Parallel computing is a type of computation in which many calculations or processes are carried out simultaneously.[1] Large problems can often be divided into smaller ones, which can then be solved at the same time. There are several different forms of parallel computing: bit-level, instruction-level, data, and task parallelism. Parallelism has long been employed in high-performance computing, but has gained broader interest due to the physical constraints preventing frequency scaling.[2] As power consumption (and consequently heat generation) by computers has become a concern in recent years,[3] parallel computing has become the dominant paradigm in computer architecture, mainly in the form of multi-core processors.[4]
In computer science, parallelism and concurrency are two different things: a parallel program uses multiple CPU cores, each core performing a task independently.
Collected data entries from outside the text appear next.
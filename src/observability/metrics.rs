//! Metrics collection and exposition.
//!
//! # Metrics
//! - `portfolio_host_classifications_total` (counter): requests by host kind
//! - `portfolio_profile_resolutions_total` (counter): resolutions by outcome
//! - `portfolio_profile_resolution_seconds` (histogram): resolution latency
//! - `portfolio_catalog_operations_total` (counter): owner photo operations

use std::net::SocketAddr;
use std::time::Instant;

use metrics_exporter_prometheus::PrometheusBuilder;

/// Install the Prometheus exporter on `addr`.
///
/// Must run inside a Tokio runtime. Failure is logged, not fatal.
pub fn init_metrics(addr: SocketAddr) {
    match PrometheusBuilder::new().with_http_listener(addr).install() {
        Ok(()) => tracing::info!(address = %addr, "Metrics exporter listening"),
        Err(e) => tracing::error!(address = %addr, error = %e, "Failed to install metrics exporter"),
    }
}

pub fn record_host_class(kind: &'static str) {
    ::metrics::counter!("portfolio_host_classifications_total", "kind" => kind).increment(1);
}

pub fn record_resolution(outcome: &'static str, start: Instant) {
    ::metrics::counter!("portfolio_profile_resolutions_total", "outcome" => outcome).increment(1);
    ::metrics::histogram!("portfolio_profile_resolution_seconds")
        .record(start.elapsed().as_secs_f64());
}

pub fn record_catalog_op(operation: &'static str) {
    ::metrics::counter!("portfolio_catalog_operations_total", "operation" => operation)
        .increment(1);
}
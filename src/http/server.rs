//! HTTP server setup and configuration.
//!
//! # Responsibilities
//! - Create the Axum router with all handlers
//! - Wire up middleware (tracing, request ID, tenant rewrite, sessions, limits)
//! - Bind server to listener
//! - Apply configuration reloads to the host classifier
//!
//! # Layer order
//! ```text
//! SetRequestId → Trace → PropagateRequestId → tenant rewrite
//!     → [route match] → Timeout → BodyLimit → session → handler
//! ```
//! The rewrite sits on an outer router so it runs before route matching.

use std::sync::Arc;
use std::time::Duration;

use arc_swap::ArcSwap;
use axum::{middleware, routing::get, Router};
use tokio::net::TcpListener;
use tokio::sync::{broadcast, mpsc};
use tower_http::{limit::RequestBodyLimitLayer, timeout::TimeoutLayer, trace::TraceLayer};

use crate::config::{PortfolioConfig, ValidationError};
use crate::http::{api, handlers, request};
use crate::profiles::{ObjectStorage, PhotoCatalog, ProfileResolver, ProfileStore};
use crate::routing::classifier::HostClassifier;
use crate::routing::rewriter::rewrite_tenant_host;
use crate::session::{session_middleware, SessionStore};

/// Application state injected into handlers.
#[derive(Clone)]
pub struct AppState {
    pub classifier: Arc<ArcSwap<HostClassifier>>,
    pub profiles: Arc<dyn ProfileStore>,
    pub sessions: Arc<dyn SessionStore>,
    pub resolver: ProfileResolver,
    pub catalog: PhotoCatalog,
}

impl AppState {
    pub fn new(
        classifier: HostClassifier,
        profiles: Arc<dyn ProfileStore>,
        sessions: Arc<dyn SessionStore>,
        objects: Arc<dyn ObjectStorage>,
    ) -> Self {
        Self {
            classifier: Arc::new(ArcSwap::from_pointee(classifier)),
            resolver: ProfileResolver::new(profiles.clone()),
            catalog: PhotoCatalog::new(profiles.clone(), objects),
            profiles,
            sessions,
        }
    }

    /// Swap in a classifier built from `config`. The old one stays on error.
    pub fn apply_config(&self, config: &PortfolioConfig) -> Result<(), ValidationError> {
        let classifier = HostClassifier::from_config(&config.domain)?;
        tracing::info!(
            base_domain = %classifier.base_domain(),
            local_development = classifier.local_development(),
            "Host classifier updated"
        );
        self.classifier.store(Arc::new(classifier));
        Ok(())
    }
}

/// HTTP server for the portfolio edge.
pub struct HttpServer {
    router: Router,
    config: PortfolioConfig,
    state: AppState,
}

impl HttpServer {
    /// Create a server. Fails if no base domain can be derived from `config`.
    pub fn new(
        config: PortfolioConfig,
        profiles: Arc<dyn ProfileStore>,
        sessions: Arc<dyn SessionStore>,
        objects: Arc<dyn ObjectStorage>,
    ) -> Result<Self, ValidationError> {
        let classifier = HostClassifier::from_config(&config.domain)?;
        let state = AppState::new(classifier, profiles, sessions, objects);
        let router = build_router(&config, state.clone());

        Ok(Self {
            router,
            config,
            state,
        })
    }

    /// A clone of the fully layered router.
    pub fn router(&self) -> Router {
        self.router.clone()
    }

    pub fn state(&self) -> &AppState {
        &self.state
    }

    /// Serve until `shutdown` fires, applying config updates as they arrive.
    pub async fn run(
        self,
        listener: TcpListener,
        mut config_updates: mpsc::UnboundedReceiver<PortfolioConfig>,
        mut shutdown: broadcast::Receiver<()>,
    ) -> Result<(), std::io::Error> {
        let addr = listener.local_addr()?;
        tracing::info!(
            address = %addr,
            base_domain = %self.state.classifier.load().base_domain(),
            "HTTP server starting"
        );

        let state = self.state.clone();
        let reloader = tokio::spawn(async move {
            while let Some(config) = config_updates.recv().await {
                if let Err(e) = state.apply_config(&config) {
                    tracing::warn!(error = %e, "Rejected config update, keeping current classifier");
                }
            }
        });

        axum::serve(listener, self.router)
            .with_graceful_shutdown(async move {
                let _ = shutdown.recv().await;
                tracing::info!("Shutdown signal received, draining connections");
            })
            .await?;

        reloader.abort();
        tracing::info!("HTTP server stopped");
        Ok(())
    }

    /// Get a reference to the config.
    pub fn config(&self) -> &PortfolioConfig {
        &self.config
    }
}

/// Build the Axum router with all middleware layers.
#[allow(deprecated)]
pub fn build_router(config: &PortfolioConfig, state: AppState) -> Router {
    let routes = Router::new()
        .route("/healthz", get(handlers::health))
        .route("/{username}", get(handlers::public_profile))
        .route("/{username}/gallery", get(handlers::gallery))
        .route("/{username}/comp-card", get(handlers::comp_card))
        .merge(api::setup_api_router())
        .fallback(handlers::fallback)
        .layer(middleware::from_fn_with_state(state.clone(), session_middleware))
        .layer(RequestBodyLimitLayer::new(config.security.max_body_size))
        .layer(TimeoutLayer::new(Duration::from_secs(config.timeouts.request_secs)))
        .with_state(state.clone());

    Router::new()
        .fallback_service(routes)
        .layer(middleware::from_fn_with_state(state, rewrite_tenant_host))
        .layer(request::propagate_request_id_layer())
        .layer(TraceLayer::new_for_http().make_span_with(request::request_span))
        .layer(request::set_request_id_layer())
}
On the other hand, concurrency enables a program to deal with multiple tasks even on a single CPU core; the core switches between tasks (i.e. threads) without necessarily completing each one. A program can have both, neither or a combination of parallelism and concurrency characteristics.[5]
Parallel computers can be roughly classified according to the level at which the hardware supports parallelism, with multi-core and multi-processor computers having multiple processing elements within a single machine, while clusters, MPPs, and grids use multiple computers to work on the same task. Specialized parallel computer architectures are sometimes used alongside traditional processors, for accelerating specific tasks.
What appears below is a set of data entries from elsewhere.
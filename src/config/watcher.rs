//! Hot reload of the config file.
//!
//! A reload goes through [`load_from_env`], so environment overrides and
//! validation apply exactly as they did at startup. Rejected files are
//! logged and never reach the server.

use std::path::Path;
use std::time::Duration;

use notify::{Config, Event, EventKind, RecommendedWatcher, RecursiveMode, Watcher};
use tokio::sync::mpsc::UnboundedSender;

use crate::config::loader::{load_from_env, ConfigError};
use crate::config::schema::PortfolioConfig;

const POLL_INTERVAL: Duration = Duration::from_secs(2);

/// Live file watch. Reloads stop when this is dropped.
pub struct ConfigWatch {
    _watcher: RecommendedWatcher,
}

/// Watch `path` and send every valid reloaded config to `updates`.
pub fn watch(
    path: &Path,
    updates: UnboundedSender<PortfolioConfig>,
) -> Result<ConfigWatch, notify::Error> {
    let watched = path.to_path_buf();
    let mut watcher = RecommendedWatcher::new(
        move |res: notify::Result<Event>| on_event(&watched, &updates, res),
        Config::default().with_poll_interval(POLL_INTERVAL),
    )?;
    watcher.watch(path, RecursiveMode::NonRecursive)?;

    tracing::info!(path = %path.display(), "Watching config file");
    Ok(ConfigWatch { _watcher: watcher })
}

/// Writes and re-creates (editors that save by rename) trigger a reload.
pub fn is_reload_event(kind: &EventKind) -> bool {
    matches!(kind, EventKind::Modify(_) | EventKind::Create(_))
}

pub fn reload(path: &Path) -> Result<PortfolioConfig, ConfigError> {
    load_from_env(Some(path))
}

fn on_event(
    path: &Path,
    updates: &UnboundedSender<PortfolioConfig>,
    res: notify::Result<Event>,
) {
    let event = match res {
        Ok(event) => event,
        Err(e) => {
            tracing::error!(error = %e, "Config watch error");
            return;
        }
    };
    if !is_reload_event(&event.kind) {
        return;
    }

    match reload(path) {
        Ok(config) => {
            tracing::info!(path = %path.display(), "Config file reloaded");
            if updates.send(config).is_err() {
                tracing::debug!("Config update receiver closed");
            }
        }
        Err(e) => {
            tracing::error!(error = %e, "Config reload failed, keeping current configuration");
        }
    }
}
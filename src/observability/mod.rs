//! Observability subsystem.
//!
//! # Data Flow
//! ```text
//! All subsystems produce:
//!     → logging.rs (structured log events via tracing)
//!     → metrics.rs (counters, histograms)
//!
//! Consumers:
//!     → Log aggregation (stdout, plain or JSON)
//!     → Metrics endpoint (Prometheus scrape)
//! ```
//!
//! # Design Decisions
//! - Request ID (x-request-id) set at the edge and echoed on responses
//! - Metrics are cheap (atomic increments)

pub mod logging;
pub mod metrics;
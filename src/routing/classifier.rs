//! Hostname classification.
//!
//! # Responsibilities
//! - Decide whether a request targets the main domain or a tenant subdomain
//! - Extract the lower-cased username from tenant hosts
//! - Keep reserved subdomains on the main application
//!
//! # Design Decisions
//! - Pure function of the host string and the injected domain settings
//! - Fail closed: anything ambiguous is the main domain
//! - Only a single label in front of the base domain can name a tenant

use crate::config::schema::DomainConfig;
use crate::config::validation::ValidationError;
use crate::routing::host::{is_valid_label, normalize_host, split_labels};

/// Subdomains used by the application itself. Never usernames.
pub const RESERVED_SUBDOMAINS: &[&str] = &[
    "www",
    "api",
    "app",
    "dashboard",
    "admin",
    "mail",
    "ftp",
    "staging",
    "dev",
    "blog",
    "help",
    "support",
    "status",
    "cdn",
    "static",
    "assets",
    "auth",
    "login",
    "signup",
    "billing",
    "docs",
];

const LOCAL_SUFFIX: &str = "localhost";

/// Returns true if `label` (any case) is a reserved subdomain.
pub fn is_reserved(label: &str) -> bool {
    RESERVED_SUBDOMAINS
        .iter()
        .any(|reserved| reserved.eq_ignore_ascii_case(label))
}

/// Outcome of classifying a request host.
#[derive(Debug, Clone, PartialEq, Eq)]
pub enum HostClass {
    /// The main application domain (including anything ambiguous).
    MainDomain,
    /// `{username}.{base-domain}`.
    TenantDomain { username: String },
}

impl HostClass {
    /// The tenant username, if any.
    pub fn username(&self) -> Option<&str> {
        match self {
            HostClass::MainDomain => None,
            HostClass::TenantDomain { username } => Some(username),
        }
    }

    /// Label used for metrics and logs.
    pub fn kind(&self) -> &'static str {
        match self {
            HostClass::MainDomain => "main",
            HostClass::TenantDomain { .. } => "tenant",
        }
    }
}

/// Classifies hosts against one base domain.
#[derive(Debug, Clone, PartialEq, Eq)]
pub struct HostClassifier {
    base_domain: String,
    base_labels: Vec<String>,
    local_development: bool,
}

impl HostClassifier {
    /// Create a classifier for `base_domain`. The domain is normalized the
    /// same way request hosts are.
    pub fn new(base_domain: &str, local_development: bool) -> Self {
        let base_domain = normalize_host(base_domain);
        let base_labels = split_labels(&base_domain)
            .into_iter()
            .map(str::to_string)
            .collect();

        Self {
            base_domain,
            base_labels,
            local_development,
        }
    }

    /// Build from the domain section of the configuration.
    pub fn from_config(config: &DomainConfig) -> Result<Self, ValidationError> {
        let base_domain = config.resolve_base_domain()?;
        Ok(Self::new(&base_domain, config.local_development))
    }

    pub fn base_domain(&self) -> &str {
        &self.base_domain
    }

    pub fn local_development(&self) -> bool {
        self.local_development
    }

    /// Classify a raw `Host` value (port and trailing dot allowed).
    pub fn classify(&self, raw_host: &str) -> HostClass {
        let host = normalize_host(raw_host);
        let labels = split_labels(&host);

        let Some((first, rest)) = labels.split_first() else {
            return HostClass::MainDomain;
        };

        if !self.is_tenant_suffix(rest) {
            return HostClass::MainDomain;
        }

        if !is_valid_label(first) || is_reserved(first) {
            return HostClass::MainDomain;
        }

        HostClass::TenantDomain {
            username: first.to_string(),
        }
    }

    /// True when `rest` (the host minus its first label) is exactly the
    /// base domain, or `localhost` in local development.
    fn is_tenant_suffix(&self, rest: &[&str]) -> bool {
        if self.local_development && rest == [LOCAL_SUFFIX] {
            return true;
        }

        !self.base_labels.is_empty()
            && rest.len() == self.base_labels.len()
            && rest.iter().zip(&self.base_labels).all(|(a, b)| *a == b.as_str())
    }
}

#[cfg(test)]
mod tests {
    use super::*;

    fn tenant(name: &str) -> HostClass {
        HostClass::TenantDomain {
            username: name.to_string(),
        }
    }

    #[test]
    fn test_base_domain_is_main() {
        let classifier = HostClassifier::new("example.com", false);
        assert_eq!(classifier.classify("example.com"), HostClass::MainDomain);
        assert_eq!(classifier.classify("EXAMPLE.com:443"), HostClass::MainDomain);
    }

    #[test]
    fn test_tenant_subdomain() {
        let classifier = HostClassifier::new("example.com", false);
        assert_eq!(classifier.classify("jane.example.com"), tenant("jane"));
        assert_eq!(classifier.classify("jane.example.com:3000"), tenant("jane"));
        assert_eq!(classifier.classify("jane.example.com."), tenant("jane"));
    }

    #[test]
    fn test_case_insensitive_username() {
        let classifier = HostClassifier::new("example.com", false);
        assert_eq!(
            classifier.classify("JohnDoe.example.com"),
            classifier.classify("johndoe.example.com")
        );
        assert_eq!(classifier.classify("JohnDoe.Example.Com"), tenant("johndoe"));
    }

    #[test]
    fn test_reserved_subdomains_are_main() {
        let classifier = HostClassifier::new("example.com", false);
        for reserved in RESERVED_SUBDOMAINS {
            let host = format!("{}.example.com", reserved);
            assert_eq!(classifier.classify(&host), HostClass::MainDomain, "{}", host);
        }
        assert_eq!(classifier.classify("WWW.example.com"), HostClass::MainDomain);
    }

    #[test]
    fn test_foreign_and_nested_hosts_are_main() {
        let classifier = HostClassifier::new("example.com", false);
        assert_eq!(classifier.classify("jane.other.com"), HostClass::MainDomain);
        assert_eq!(classifier.classify("a.jane.example.com"), HostClass::MainDomain);
        assert_eq!(classifier.classify("janeexample.com"), HostClass::MainDomain);
        assert_eq!(classifier.classify("com"), HostClass::MainDomain);
    }

    #[test]
    fn test_malformed_hosts_fail_closed() {
        let classifier = HostClassifier::new("example.com", false);
        assert_eq!(classifier.classify(""), HostClass::MainDomain);
        assert_eq!(classifier.classify(".example.com"), HostClass::MainDomain);
        assert_eq!(classifier.classify("--.example.com"), HostClass::MainDomain);
        assert_eq!(classifier.classify("ja ne.example.com"), HostClass::MainDomain);
        assert_eq!(classifier.classify("[::1]:3000"), HostClass::MainDomain);
        assert_eq!(classifier.classify("127.0.0.1:3000"), HostClass::MainDomain);
    }

    #[test]
    fn test_single_label_base_domain() {
        let classifier = HostClassifier::new("localhost", false);
        assert_eq!(classifier.classify("localhost:3000"), HostClass::MainDomain);
        assert_eq!(classifier.classify("jane.localhost:3000"), tenant("jane"));
    }

    #[test]
    fn test_local_development_accepts_localhost() {
        let classifier = HostClassifier::new("example.com", true);
        assert_eq!(classifier.classify("studio.localhost:3000"), tenant("studio"));
        assert_eq!(classifier.classify("www.localhost:3000"), HostClass::MainDomain);
        assert_eq!(classifier.classify("localhost:3000"), HostClass::MainDomain);
        assert_eq!(classifier.classify("jane.example.com"), tenant("jane"));

        let production = HostClassifier::new("example.com", false);
        assert_eq!(production.classify("studio.localhost:3000"), HostClass::MainDomain);
    }

    #[test]
    fn test_classification_is_deterministic() {
        let classifier = HostClassifier::new("example.com", false);
        for host in ["jane.example.com", "www.example.com", "", "x.y.example.com"] {
            assert_eq!(classifier.classify(host), classifier.classify(host));
        }
    }

    #[test]
    fn test_base_domain_normalized() {
        let classifier = HostClassifier::new("Example.COM:8080", false);
        assert_eq!(classifier.base_domain(), "example.com");
        assert_eq!(classifier.classify("jane.example.com"), tenant("jane"));
    }
}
In some cases parallelism is transparent to the programmer, such as in bit-level or instruction-level parallelism, but explicitly parallel algorithms, particularly those that use concurrency, are more difficult to write than sequential ones,[6] because concurrency introduces several new classes of potential software bugs, of which race conditions are the most common. Communication and synchronization between the different subtasks are typically some of the greatest obstacles to getting optimal parallel program performance.
A theoretical upper bound on the speed-up of a single program as a result of parallelization is given by Amdahl's law, which states that it is limited by the fraction of time for which the parallelization can be utilised.